SU-FF-T-349: PMC, a New Fast Monte Carlo Code for Radiation Therapy

Abstract

Introduction: A fast and accurate MC code, have been developed. PMC takes the advantage of large available memory in current computer hardware for extensive generation of pre-calculated data. Methods: The tracks of 5000 primary electrons are generated in the middle of a large homogenous phantom for various materials (water, air, bone, lung, and tissue) and energies (0.2,0.4, …1,2,…, 18 MeV) using EGSnrc code. The maximum electron steps is controlled by setting ximax=0.02. The secondary electrons are not transported but its position; energy, charge, direction are saved.
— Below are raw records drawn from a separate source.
use std::sync::{Mutex, PoisonError};
use std::time::{Duration, Instant};

use bytes::{Bytes, BytesMut};
use lnet_frame::{FrameError, FramedTransport};
use lnet_service::{
    AddressWidth, DeviceInfo, DeviceStatus, Request, Response, ScopeData, ScopeSetup,
    ServiceError, ServiceId, ServiceReply, MAX_REPLY_PAYLOAD,
};
use lnet_transport::{Transport, TransportError};
use tracing::{debug, info, warn};

use crate::config::SessionConfig;
use crate::error::{Result, SessionError};
use crate::turnstile::Turnstile;

/// Master-side connection to an LNet bus.
///
/// A session owns its transport and runs one request/response exchange at
/// a time. It can be shared between threads (`&Session` is enough to issue
/// requests); concurrent callers are served in arrival order.
pub struct Session<T: Transport> {
    link: Turnstile<Option<FramedTransport<T>>>,
    config: SessionConfig,
    device_info: Mutex<Option<DeviceInfo>>,
}

impl<T: Transport> Session<T> {
    /// Take ownership of an open transport, with default configuration.
    pub fn new(transport: T) -> Self {
        Self::with_config(transport, SessionConfig::default())
    }

    /// Take ownership of an open transport with explicit configuration.
    pub fn with_config(transport: T, config: SessionConfig) -> Self {
        info!(
            transport = transport.name(),
            node = config.node,
            "session opened"
        );
        Self {
            link: Turnstile::new(Some(FramedTransport::new(transport))),
            config,
            device_info: Mutex::new(None),
        }
    }

    /// The configuration this session was opened with.
    pub fn config(&self) -> &SessionConfig {
        &self.config
    }

    /// Send one request and wait for its reply.
    ///
    /// Frames that fail to parse are skipped while time remains. With
    /// [`SessionConfig::match_node`] set, replies from other nodes are
    /// skipped too. A nonzero status comes back as
    /// [`SessionError::Device`].
    ///
    /// Reboot (service 25) is the one exception to "no reply is an error":
    /// the target resets and usually never answers, so a timeout or a
    /// dropped link after the request went out yields an empty success.
    pub fn request(
        &self,
        node: u8,
        service_id: u8,
        payload: &[u8],
        timeout: Duration,
    ) -> Result<Response> {
        let mut turn = self.link.enter();
        let framed = turn.as_mut().ok_or(SessionError::Closed)?;
        let service = ServiceId::from(service_id);

        // One non-blocking read: a busy bus must not hold up the send.
        if let Err(err) = framed.discard_input(Duration::ZERO, Duration::ZERO) {
            debug!(error = %err, "could not flush input before request");
        }
        framed.send(node, service_id, payload)?;

        let outcome = self.await_reply(framed, node, service, timeout);
        match outcome {
            Err(SessionError::Timeout { .. }) | Err(SessionError::Transport(_))
                if service == ServiceId::Reboot =>
            {
                info!(node, "no reply to reboot request; target is restarting");
                Ok(Response {
                    node,
                    service,
                    status: DeviceStatus::OK,
                    payload: Bytes::new(),
                })
            }
            Err(err @ SessionError::Timeout { .. }) | Err(err @ SessionError::Service(_)) => {
                self.drain(framed);
                Err(err)
            }
            other => other,
        }
    }

    fn await_reply(
        &self,
        framed: &mut FramedTransport<T>,
        node: u8,
        service: ServiceId,
        timeout: Duration,
    ) -> Result<Response> {
        let deadline = Instant::now() + timeout;
        loop {
            let frame = match framed.recv_frame_until(deadline) {
                Ok(frame) => frame,
                Err(err) if err.is_corruption() => {
                    warn!(node, %service, error = %err, "dropping corrupt frame");
                    continue;
                }
                Err(FrameError::Transport(TransportError::Timeout(_))) => {
                    warn!(node, %service, ?timeout, "request timed out");
                    return Err(SessionError::Timeout {
                        node,
                        service,
                        timeout,
                    });
                }
                Err(err) => return Err(err.into()),
            };

            if self.config.match_node && frame.node != node {
                debug!(
                    expected = node,
                    found = frame.node,
                    "ignoring frame from another node"
                );
                continue;
            }

            // Unlike frames from other nodes, a wrong service from the
            // addressed node is not skipped: it ends the wait, even when it
            // is a late reply to an earlier request that missed the drain.
            let response = Response::from(frame);
            if response.service != service {
                return Err(ServiceError::UnexpectedService {
                    expected: service,
                    found: response.service,
                }
                .into());
            }
            if !response.is_success() {
                warn!(node, %service, status = %response.status, "device reported an error");
                return Err(SessionError::Device {
                    service,
                    status: response.status,
                });
            }
            return Ok(response);
        }
    }

    /// Flush late or stray bytes so they cannot be mistaken for the next reply.
    ///
    /// Bounded by `drain_timeout` in total, even if the link never goes quiet.
    fn drain(&self, framed: &mut FramedTransport<T>) {
        let window = self.config.drain_timeout;
        match framed.discard_input(window, window) {
            Ok(0) => {}
            Ok(dropped) => debug!(dropped, "drained stray input"),
            Err(err) => debug!(error = %err, "could not drain input"),
        }
    }

    /// Run a typed service request against `node`.
    pub fn call(&self, node: u8, request: &Request, timeout: Duration) -> Result<ServiceReply> {
        let width = if request.needs_address_width() {
            Some(self.address_width()?)
        } else {
            None
        };
        let payload = request.encode_payload(width)?;
        let service = request.service_id();
        let response = self.request(node, service.as_u8(), &payload, timeout)?;
        if service == ServiceId::Reboot {
            return Ok(ServiceReply::Reboot);
        }
        Ok(ServiceReply::decode(request, &response)?)
    }

    fn call_default(&self, request: &Request) -> Result<ServiceReply> {
        self.call(self.config.node, request, self.config.timeout)
    }

    /// Device Info of the configured node, fetched once and cached.
    pub fn device_info(&self) -> Result<DeviceInfo> {
        if let Some(info) = self.cached_device_info() {
            return Ok(info);
        }
        self.refresh_device_info()
    }

    /// Fetch Device Info again and replace the cached copy.
    pub fn refresh_device_info(&self) -> Result<DeviceInfo> {
        let info = match self.call_default(&Request::DeviceInfo)? {
            ServiceReply::DeviceInfo(info) => info,
            other => return Err(unexpected(ServiceId::DeviceInfo, &other)),
        };
        debug!(
            processor_id = info.processor_id,
            monitor_version = info.monitor_version,
            app_version = info.app_version,
            state = %info.dsp_state,
            "device info"
        );
        *self
            .device_info
            .lock()
            .unwrap_or_else(PoisonError::into_inner) = Some(info.clone());
        Ok(info)
    }

    /// Device Info from the last successful fetch, without touching the link.
    pub fn cached_device_info(&self) -> Option<DeviceInfo> {
        self.device_info
            .lock()
            .unwrap_or_else(PoisonError::into_inner)
            .clone()
    }

    /// Address width from the configuration, else from Device Info.
    pub fn address_width(&self) -> Result<AddressWidth> {
        if let Some(width) = self.config.address_width {
            return Ok(width);
        }
        Ok(self.device_info()?.address_width()?)
    }

    /// Read `length` bytes of target RAM.
    pub fn get_ram(&self, address: u32, length: u8) -> Result<Bytes> {
        match self.call_default(&Request::get_ram(address, length))? {
            ServiceReply::GetRam(bytes) => Ok(bytes),
            other => Err(unexpected(ServiceId::GetRam, &other)),
        }
    }

    /// Read a block of any size, split into as many Get RAM requests as needed.
    pub fn get_ram_block(&self, address: u32, length: usize) -> Result<Bytes> {
        let mut out = BytesMut::with_capacity(length);
        let mut next = address;
        while out.len() < length {
            let chunk = (length - out.len()).min(MAX_REPLY_PAYLOAD);
            // MAX_REPLY_PAYLOAD fits a byte.
            out.extend_from_slice(&self.get_ram(next, chunk as u8)?);
            if out.len() < length {
                next = u32::try_from(chunk)
                    .ok()
                    .and_then(|step| next.checked_add(step))
                    .ok_or_else(|| {
                        ServiceError::InvalidArgument(format!(
                            "block of {length} bytes at {address:#x} runs past the address space"
                        ))
                    })?;
            }
        }
        Ok(out.freeze())
    }

    /// Write `data` to target RAM.
    pub fn put_ram(&self, address: u32, data: &[u8]) -> Result<()> {
        match self.call_default(&Request::put_ram(address, Bytes::copy_from_slice(data)))? {
            ServiceReply::PutRam => Ok(()),
            other => Err(unexpected(ServiceId::PutRam, &other)),
        }
    }

    /// Store a scope configuration. Returns the raw acknowledgement bytes.
    pub fn save_parameter(&self, setup: &ScopeSetup) -> Result<Bytes> {
        match self.call_default(&Request::SaveParameter(setup.clone()))? {
            ServiceReply::SaveParameter(ack) => Ok(ack),
            other => Err(unexpected(ServiceId::SaveParameter, &other)),
        }
    }

    /// Read the scope sampler status.
    pub fn load_parameter(&self) -> Result<ScopeData> {
        match self.call_default(&Request::LoadParameter)? {
            ServiceReply::LoadParameter(data) => Ok(data),
            other => Err(unexpected(ServiceId::LoadParameter, &other)),
        }
    }

    /// Restart the target. Waits [`SessionConfig::reboot_grace`] for an
    /// acknowledgement that usually never comes.
    pub fn reboot(&self) -> Result<()> {
        self.call(self.config.node, &Request::Reboot, self.config.reboot_grace)?;
        *self
            .device_info
            .lock()
            .unwrap_or_else(PoisonError::into_inner) = None;
        Ok(())
    }

    /// True once [`Session::close`] has run. Waits for the exchange in flight.
    pub fn is_closed(&self) -> bool {
        self.link.enter().is_none()
    }

    /// Close the transport once the exchange in flight (if any) is done.
    ///
    /// Later requests fail with [`SessionError::Closed`]. Closing twice is
    /// a no-op.
    pub fn close(&self) -> Result<()> {
        let mut turn = self.link.enter();
        match turn.take() {
            Some(mut framed) => {
                info!(transport = framed.get_ref().name(), "closing session");
                framed.close()?;
                Ok(())
            }
            None => Ok(()),
        }
    }
}

impl<T: Transport> Drop for Session<T> {
    fn drop(&mut self) {
        if let Some(mut framed) = self.link.get_mut().take() {
            debug!(transport = framed.get_ref().name(), "closing session on drop");
            if let Err(err) = framed.close() {
                warn!(error = %err, "failed to close transport");
            }
        }
    }
}

impl<T: Transport> std::fmt::Debug for Session<T> {
    fn fmt(&self, f: &mut std::fmt::Formatter<'_>) -> std::fmt::Result {
        f.debug_struct("Session")
            .field("config", &self.config)
            .finish_non_exhaustive()
    }
}

fn unexpected(expected: ServiceId, reply: &ServiceReply) -> SessionError {
    ServiceError::UnexpectedService {
        expected,
        found: reply.service_id(),
    }
    .into()
}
In PMC using the energy and medium of the incident electron, one track is selected from the related set. The selected track is then transported and rotated to the position and direction of incident electron and the transport starts. If the electron reaches a new material according to its energy a new track is picked up from related material. If a secondary electron and its energy is above the PMC cut offs (ECUT=100KeV) its position, charge, energy and direction are saved in the stack. Once the track of the primary electron is finished each secondary is transported in the same manner as primary electron. For various energies a track from closest energy set is picked up and linear scaling is done for deposited energy and track length. Results and discussion: The performance of the code is tested in various homogenous and heterogeneous phantoms and the results had very good agreement (up to 1.6%) with EGS and it runs 40 times faster than EGS. Conclusion: Not a single physical calculation is done in PMC code even in the presence of heterogeneities. The pre-calculated data is generated for each particular material and this improves the performance of code both in terms of accuracy and speed.